Mark A. Socinski, MD: Now let’s transition to stage 3 disease. Many of us on this panel have extensive experience in stage 3 disease. Before we start talking about what I think is probably one of the more exciting phase III results in the past several years, based on the PACIFIC trial, I wanted Dr. Langer to kind of level set us, pre-PACIFIC, on your standard of care. What did you do in your practice? What do you think is acceptable in practice?

Corey J. Langer, MD, FACP: I think we’ve all come to accept that certainly in good performance status patients, concurrent chemoradiation is the standard of care. Over the past 25 years, there have been at least 10 separate prospective clinical trials that have shown that chemotherapy, when added to radiation—whether it’s induction, concurrent—is better than radiation alone. Of 4 trials that directly compared sequential, or asynchronous chemoradiation, to concurrent, 3 of the 4 showed a clear benefit for concurrent. That, of course, is confirmed in the meta-analysis.

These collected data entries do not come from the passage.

//! Domain-level error types.
//!
//! These errors are transport agnostic. The HTTP adapter maps them to status
//! codes and JSON bodies; services only pick a category and a message.

use serde::{Deserialize, Serialize};
use serde_json::Value;
use utoipa::ToSchema;

use super::TraceId;

/// Stable machine-readable error code describing the failure category.
#[derive(Debug, Clone, Copy, PartialEq, Eq, Hash, Serialize, Deserialize, ToSchema)]
#[non_exhaustive]
#[serde(rename_all = "snake_case")]
pub enum ErrorCode {
    /// The request is malformed or fails validation.
    InvalidRequest,
    /// Authentication failed or is missing.
    Unauthorized,
    /// Authenticated but not permitted to perform this action.
    Forbidden,
    /// The requested resource does not exist.
    NotFound,
    /// A backing service (database, cache) is unreachable.
    ServiceUnavailable,
    /// An unexpected error occurred inside the domain.
    InternalError,
}

/// Error payload shared by every layer.
///
/// The trace identifier in scope at construction time is captured so that
/// responses and logs can be correlated.
///
/// # Examples
/// ```
/// use blog::domain::{Error, ErrorCode};
///
/// let err = Error::not_found("post 7 does not exist");
/// assert_eq!(err.code(), ErrorCode::NotFound);
/// assert_eq!(err.message(), "post 7 does not exist");
/// ```
#[derive(Debug, Clone, PartialEq, Serialize, Deserialize, ToSchema)]
#[serde(rename_all = "camelCase")]
pub struct Error {
    #[schema(example = "not_found")]
    code: ErrorCode,
    #[schema(example = "post not found")]
    message: String,
    #[serde(default, skip_serializing_if = "Option::is_none")]
    #[schema(example = "3fa85f64-5717-4562-b3fc-2c963f66afa6")]
    trace_id: Option<String>,
    #[serde(default, skip_serializing_if = "Option::is_none")]
    details: Option<Value>,
}

impl Error {
    /// Create an error, capturing the current trace identifier if any.
    pub fn new(code: ErrorCode, message: impl Into<String>) -> Self {
        Self {
            code,
            message: message.into(),
            trace_id: TraceId::current().map(|id| id.to_string()),
            details: None,
        }
    }

    /// Stable machine-readable error code.
    pub fn code(&self) -> ErrorCode {
        self.code
    }

    /// Human-readable message.
    pub fn message(&self) -> &str {
        self.message.as_str()
    }

    /// Correlation identifier captured at construction, if any.
    pub fn trace_id(&self) -> Option<&str> {
        self.trace_id.as_deref()
    }

    /// Supplementary structured details.
    pub fn details(&self) -> Option<&Value> {
        self.details.as_ref()
    }

    /// Replace the trace identifier.
    pub fn with_trace_id(mut self, id: impl Into<String>) -> Self {
        self.trace_id = Some(id.into());
        self
    }

    /// Attach structured details.
    ///
    /// # Examples
    /// ```
    /// use blog::domain::Error;
    /// use serde_json::json;
    ///
    /// let err = Error::not_found("no such page").with_details(json!({ "path": "/nope/" }));
    /// assert_eq!(err.details(), Some(&json!({ "path": "/nope/" })));
    /// ```
    pub fn with_details(mut self, details: Value) -> Self {
        self.details = Some(details);
        self
    }

    /// Convenience constructor for [`ErrorCode::InvalidRequest`].
    pub fn invalid_request(message: impl Into<String>) -> Self {
        Self::new(ErrorCode::InvalidRequest, message)
    }

    /// Convenience constructor for [`ErrorCode::Unauthorized`].
    pub fn unauthorized(message: impl Into<String>) -> Self {
        Self::new(ErrorCode::Unauthorized, message)
    }

    /// Convenience constructor for [`ErrorCode::Forbidden`].
    pub fn forbidden(message: impl Into<String>) -> Self {
        Self::new(ErrorCode::Forbidden, message)
    }

    /// Convenience constructor for [`ErrorCode::NotFound`].
    pub fn not_found(message: impl Into<String>) -> Self {
        Self::new(ErrorCode::NotFound, message)
    }

    /// Convenience constructor for [`ErrorCode::ServiceUnavailable`].
    pub fn service_unavailable(message: impl Into<String>) -> Self {
        Self::new(ErrorCode::ServiceUnavailable, message)
    }

    /// Convenience constructor for [`ErrorCode::InternalError`].
    pub fn internal(message: impl Into<String>) -> Self {
        Self::new(ErrorCode::InternalError, message)
    }
}

impl std::fmt::Display for Error {
    fn fmt(&self, f: &mut std::fmt::Formatter<'_>) -> std::fmt::Result {
        write!(f, "{}", self.message)
    }
}

impl std::error::Error for Error {}
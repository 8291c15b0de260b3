//! End-to-end scenarios over the full route table and in-memory adapters.

#[allow(dead_code)]
mod blog_support;

use actix_web::http::StatusCode;
use actix_web::test as actix_test;
use blog::domain::TRACE_ID_HEADER;
use blog::test_support::app::{BlogFixture, FIXTURE_PASSWORD};
use blog_support::{fetch, fetch_json, init_app, location, login, submit, texts};
use rstest::{fixture, rstest};
use serde_json::{Value, json};

#[fixture]
fn site() -> BlogFixture {
    BlogFixture::new()
}

fn post_id(page: &Value, index: usize) -> i64 {
    page["items"][index]["id"].as_i64().expect("post id")
}

#[rstest]
#[actix_web::test]
async fn following_twice_keeps_a_single_edge(site: BlogFixture) {
    let app = init_app(&site).await;
    let mia = login(&app, "mia").await;

    for _ in 0..2 {
        let (status, to) = submit(&app, &mia, "/profile/leo/follow/", json!({})).await;
        assert_eq!(status, StatusCode::FOUND);
        assert_eq!(to.as_deref(), Some("/follow/"));
    }

    let follows = &site.state.follows;
    assert!(follows.is_following(site.mia.id(), site.leo.id()).await.expect("lookup"));
    assert_eq!(follows.following_count(site.mia.id()).await.expect("count"), 1);
}

#[rstest]
#[actix_web::test]
async fn following_yourself_changes_nothing(site: BlogFixture) {
    let app = init_app(&site).await;
    let leo = login(&app, "leo").await;

    let (status, _) = submit(&app, &leo, "/profile/leo/follow/", json!({})).await;

    assert_eq!(status, StatusCode::FOUND);
    assert_eq!(
        site.state.follows.following_count(site.leo.id()).await.expect("count"),
        0
    );
}

#[rstest]
#[actix_web::test]
async fn unfollow_restores_the_edge_count(site: BlogFixture) {
    let app = init_app(&site).await;
    let mia = login(&app, "mia").await;

    submit(&app, &mia, "/profile/leo/follow/", json!({})).await;
    let (_, to) = submit(&app, &mia, "/profile/leo/unfollow/", json!({})).await;
    assert_eq!(to.as_deref(), Some("/profile/leo/"));
    let (status, _) = submit(&app, &mia, "/profile/leo/unfollow/", json!({})).await;

    assert_eq!(status, StatusCode::FOUND);
    assert_eq!(
        site.state.follows.following_count(site.mia.id()).await.expect("count"),
        0
    );
}

#[rstest]
#[actix_web::test]
async fn feed_pages_hold_five_newest_posts(site: BlogFixture) {
    let app = init_app(&site).await;
    let leo = login(&app, "leo").await;
    for n in 1..=7 {
        site.clock.advance_seconds(60);
        let (status, to) =
            submit(&app, &leo, "/create/", json!({ "text": format!("post {n}") })).await;
        assert_eq!(status, StatusCode::FOUND);
        assert_eq!(to.as_deref(), Some("/profile/leo/"));
    }

    let profile = fetch_json(&app, None, "/profile/leo/").await;

    assert_eq!(profile["postCount"], 7);
    let page = &profile["page"];
    assert_eq!(
        texts(page),
        ["post 7", "post 6", "post 5", "post 4", "post 3"]
    );
    let dates: Vec<&str> = page["items"]
        .as_array()
        .expect("items")
        .iter()
        .map(|post| post["pubDate"].as_str().expect("pubDate"))
        .collect();
    assert!(dates.windows(2).all(|pair| pair[0] > pair[1]));
    assert_eq!(page["numPages"], 2);
    assert_eq!(page["links"]["next"], "/profile/leo/?page=2");
}

#[rstest]
#[actix_web::test]
async fn non_author_edit_is_silently_ignored(site: BlogFixture) {
    let app = init_app(&site).await;
    let leo = login(&app, "leo").await;
    let mia = login(&app, "mia").await;
    let cats = site.cats.id().get();
    submit(&app, &leo, "/create/", json!({ "text": "mine", "group": cats })).await;
    let id = post_id(&fetch_json(&app, None, "/profile/leo/").await["page"], 0);
    let edit = format!("/posts/{id}/edit/");

    let (status, to) = submit(&app, &mia, &edit, json!({ "text": "hijacked" })).await;
    assert_eq!(status, StatusCode::FOUND);
    assert_eq!(to, Some(format!("/posts/{id}/")));
    let (status, _) = fetch(&app, Some(&mia), &edit).await;
    assert_eq!(status, StatusCode::FOUND);

    let detail = fetch_json(&app, Some(&mia), &format!("/posts/{id}/")).await;
    assert_eq!(detail["post"]["text"], "mine");
    assert_eq!(detail["post"]["group"]["slug"], "cats");
    assert_eq!(detail["canEdit"], false);
}

#[rstest]
#[actix_web::test]
async fn author_edit_without_group_clears_it(site: BlogFixture) {
    let app = init_app(&site).await;
    let leo = login(&app, "leo").await;
    let cats = site.cats.id().get();
    submit(&app, &leo, "/create/", json!({ "text": "draft", "group": cats })).await;
    let id = post_id(&fetch_json(&app, None, "/profile/leo/").await["page"], 0);

    let form = fetch_json(&app, Some(&leo), &format!("/posts/{id}/edit/")).await;
    assert_eq!(form["isEdit"], true);
    assert_eq!(form["values"]["group"], cats);

    let (status, to) = submit(
        &app,
        &leo,
        &format!("/posts/{id}/edit/"),
        json!({ "text": "final" }),
    )
    .await;
    assert_eq!(status, StatusCode::FOUND);
    assert_eq!(to, Some(format!("/posts/{id}/")));

    let detail = fetch_json(&app, Some(&leo), &format!("/posts/{id}/")).await;
    assert_eq!(detail["post"]["text"], "final");
    assert!(detail["post"]["group"].is_null());
    assert_eq!(detail["canEdit"], true);
}

#[rstest]
#[actix_web::test]
async fn home_feed_is_cached_until_expiry_or_flush(site: BlogFixture) {
    let app = init_app(&site).await;
    let leo = login(&app, "leo").await;
    submit(&app, &leo, "/create/", json!({ "text": "first" })).await;

    let (_, before) = fetch(&app, None, "/").await;
    site.clock.advance_seconds(5);
    submit(&app, &leo, "/create/", json!({ "text": "second" })).await;
    site.clock.advance_seconds(10);
    let (_, cached) = fetch(&app, None, "/").await;
    assert_eq!(before, cached);

    site.state.page_cache.flush().await.expect("flush");
    let fresh = fetch_json(&app, None, "/").await;
    assert_eq!(texts(&fresh["page"]), ["second", "first"]);
}

#[rstest]
#[actix_web::test]
async fn cached_home_feed_expires_after_twenty_seconds(site: BlogFixture) {
    let app = init_app(&site).await;
    let leo = login(&app, "leo").await;

    let (_, before) = fetch(&app, None, "/").await;
    submit(&app, &leo, "/create/", json!({ "text": "late" })).await;
    site.clock.advance_seconds(21);

    let (_, after) = fetch(&app, None, "/").await;
    assert_ne!(before, after);
    let page: Value = serde_json::from_slice(&after).expect("json");
    assert_eq!(texts(&page["page"]), ["late"]);
}

#[rstest]
#[actix_web::test]
async fn following_feed_shows_only_followed_authors(site: BlogFixture) {
    site.store
        .register_user("zoe", FIXTURE_PASSWORD)
        .expect("third user");
    let app = init_app(&site).await;
    let leo = login(&app, "leo").await;
    let mia = login(&app, "mia").await;
    let zoe = login(&app, "zoe").await;
    for (cookie, text) in [(&leo, "by leo"), (&mia, "by mia"), (&zoe, "by zoe")] {
        site.clock.advance_seconds(1);
        submit(&app, cookie, "/create/", json!({ "text": text })).await;
    }
    submit(&app, &mia, "/profile/leo/follow/", json!({})).await;
    submit(&app, &zoe, "/profile/mia/follow/", json!({})).await;

    let feed = fetch_json(&app, Some(&zoe), "/follow/").await;

    let authors: Vec<&str> = feed["page"]["items"]
        .as_array()
        .expect("items")
        .iter()
        .map(|post| post["author"]["username"].as_str().expect("username"))
        .collect();
    assert_eq!(authors, ["mia"]);
}

#[rstest]
#[case("/?page=999")]
#[case("/?page=0")]
#[case("/?page=-3")]
#[actix_web::test]
async fn out_of_range_page_returns_the_last_page(site: BlogFixture, #[case] uri: &str) {
    let app = init_app(&site).await;
    let leo = login(&app, "leo").await;
    for n in 1..=13 {
        site.clock.advance_seconds(1);
        submit(&app, &leo, "/create/", json!({ "text": format!("post {n}") })).await;
    }

    let feed = fetch_json(&app, None, uri).await;

    let page = &feed["page"];
    assert_eq!(page["number"], 3);
    assert_eq!(page["startIndex"], 11);
    assert_eq!(page["endIndex"], 13);
    assert_eq!(texts(page), ["post 3", "post 2", "post 1"]);
}

#[rstest]
#[actix_web::test]
async fn invalid_post_is_re_rendered_with_errors(site: BlogFixture) {
    let app = init_app(&site).await;
    let leo = login(&app, "leo").await;

    let res = actix_test::call_service(
        &app,
        actix_test::TestRequest::post()
            .uri("/create/")
            .cookie(leo)
            .set_json(json!({ "text": "   ", "group": 999 }))
            .to_request(),
    )
    .await;

    assert_eq!(res.status(), StatusCode::BAD_REQUEST);
    let view: Value = actix_test::read_body_json(res).await;
    assert_eq!(view["values"]["text"], "   ");
    assert!(!view["errors"]["text"].as_array().expect("text errors").is_empty());
    assert!(!view["errors"]["group"].as_array().expect("group errors").is_empty());
    assert_eq!(view["groups"][0]["slug"], "cats");
    assert_eq!(
        site.state
            .feeds
            .build_feed(
                &blog::domain::FeedScope::All,
                &pagination::PageRequest::Unspecified,
                "/"
            )
            .await
            .expect("feed")
            .page
            .items()
            .len(),
        0
    );
}

#[rstest]
#[actix_web::test]
async fn comments_always_return_to_the_post(site: BlogFixture) {
    let app = init_app(&site).await;
    let leo = login(&app, "leo").await;
    let mia = login(&app, "mia").await;
    submit(&app, &leo, "/create/", json!({ "text": "talk to me" })).await;
    let id = post_id(&fetch_json(&app, None, "/profile/leo/").await["page"], 0);
    let comment = format!("/posts/{id}/comment/");

    for text in ["hello", ""] {
        let (status, to) = submit(&app, &mia, &comment, json!({ "text": text })).await;
        assert_eq!(status, StatusCode::FOUND);
        assert_eq!(to, Some(format!("/posts/{id}/")));
    }

    let detail = fetch_json(&app, None, &format!("/posts/{id}/")).await;
    let comments = detail["comments"].as_array().expect("comments");
    assert_eq!(comments.len(), 1);
    assert_eq!(comments[0]["text"], "hello");
    assert_eq!(comments[0]["author"]["username"], "mia");
    assert_eq!(detail["authorPostCount"], 1);
}

#[rstest]
#[case("/create/", "/auth/login/?next=%2Fcreate%2F")]
#[case("/follow/?page=2", "/auth/login/?next=%2Ffollow%2F%3Fpage%3D2")]
#[actix_web::test]
async fn anonymous_users_are_sent_to_login(
    site: BlogFixture,
    #[case] uri: &str,
    #[case] expected: &str,
) {
    let app = init_app(&site).await;

    let res = actix_test::call_service(
        &app,
        actix_test::TestRequest::get().uri(uri).to_request(),
    )
    .await;

    assert_eq!(res.status(), StatusCode::FOUND);
    assert_eq!(location(&res).as_deref(), Some(expected));
}

#[rstest]
#[case("/no/such/page/")]
#[case("/posts/9999/")]
#[case("/group/dogs/")]
#[case("/profile/nobody/")]
#[actix_web::test]
async fn missing_things_are_not_found(site: BlogFixture, #[case] uri: &str) {
    let app = init_app(&site).await;

    let res = actix_test::call_service(
        &app,
        actix_test::TestRequest::get().uri(uri).to_request(),
    )
    .await;

    assert_eq!(res.status(), StatusCode::NOT_FOUND);
    let header = res
        .headers()
        .get(TRACE_ID_HEADER)
        .and_then(|v| v.to_str().ok())
        .map(str::to_owned)
        .expect("trace id header");
    let body: Value = actix_test::read_body_json(res).await;
    assert_eq!(body["code"], "not_found");
    assert_eq!(body["traceId"], header);
}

But in the last 10 to 15 years, we’ve sort of stagnated. There were attempts to look at higher doses of radiation. They were marginally higher—20% to 25%. In RTOG 0617, appallingly negative. The higher-dose arm actually had an inferior outcome compared with the low-dose arm. There were attempts to graft monoclonal antibodies targeting EGFR. Cetuximab—at least no detriment but certainly no advantage. We did not move the needle 1 bit. There were attempts that looked at consolidation, non–cross-resistant chemotherapy, or the same chemotherapy after the completion of chemoradiation. And at least in those trials that formerly compared that approach—docetaxel versus observation—again, completely negative. In truth, with the regimen that I have typically used, weekly paclitaxel plus carboplatin with radiotherapy followed by 2 cycles of paclitaxel plus carboplatin, we never proved that those 2 cycles were actually better than observation.

Mark A. Socinski, MD: Either before or after.

Corey J. Langer, MD, FACP: Certainly before—we proved that they weren’t. But after—we never even addressed that question.

Mark A. Socinski, MD: I don’t even want to get into that debate. And don’t forget about that important gefitinib consolidation.

Karen Kelly, MD: I was waiting for you to say that.

Corey J. Langer, MD, FACP: That is another example of a trial that not only failed to show an advantage but also, surprisingly, showed a detriment that none of us anticipated. I was on the Data Safety Monitoring Committee for that trial. First, they were on label, and I thought, “Holy cow, gefitinib is showing advantage.” And then the head of the statistics department at SWOG actually labeled those curves. Lo and behold, I was shocked. Folks like me had a lot of skepticism about any new approaches here.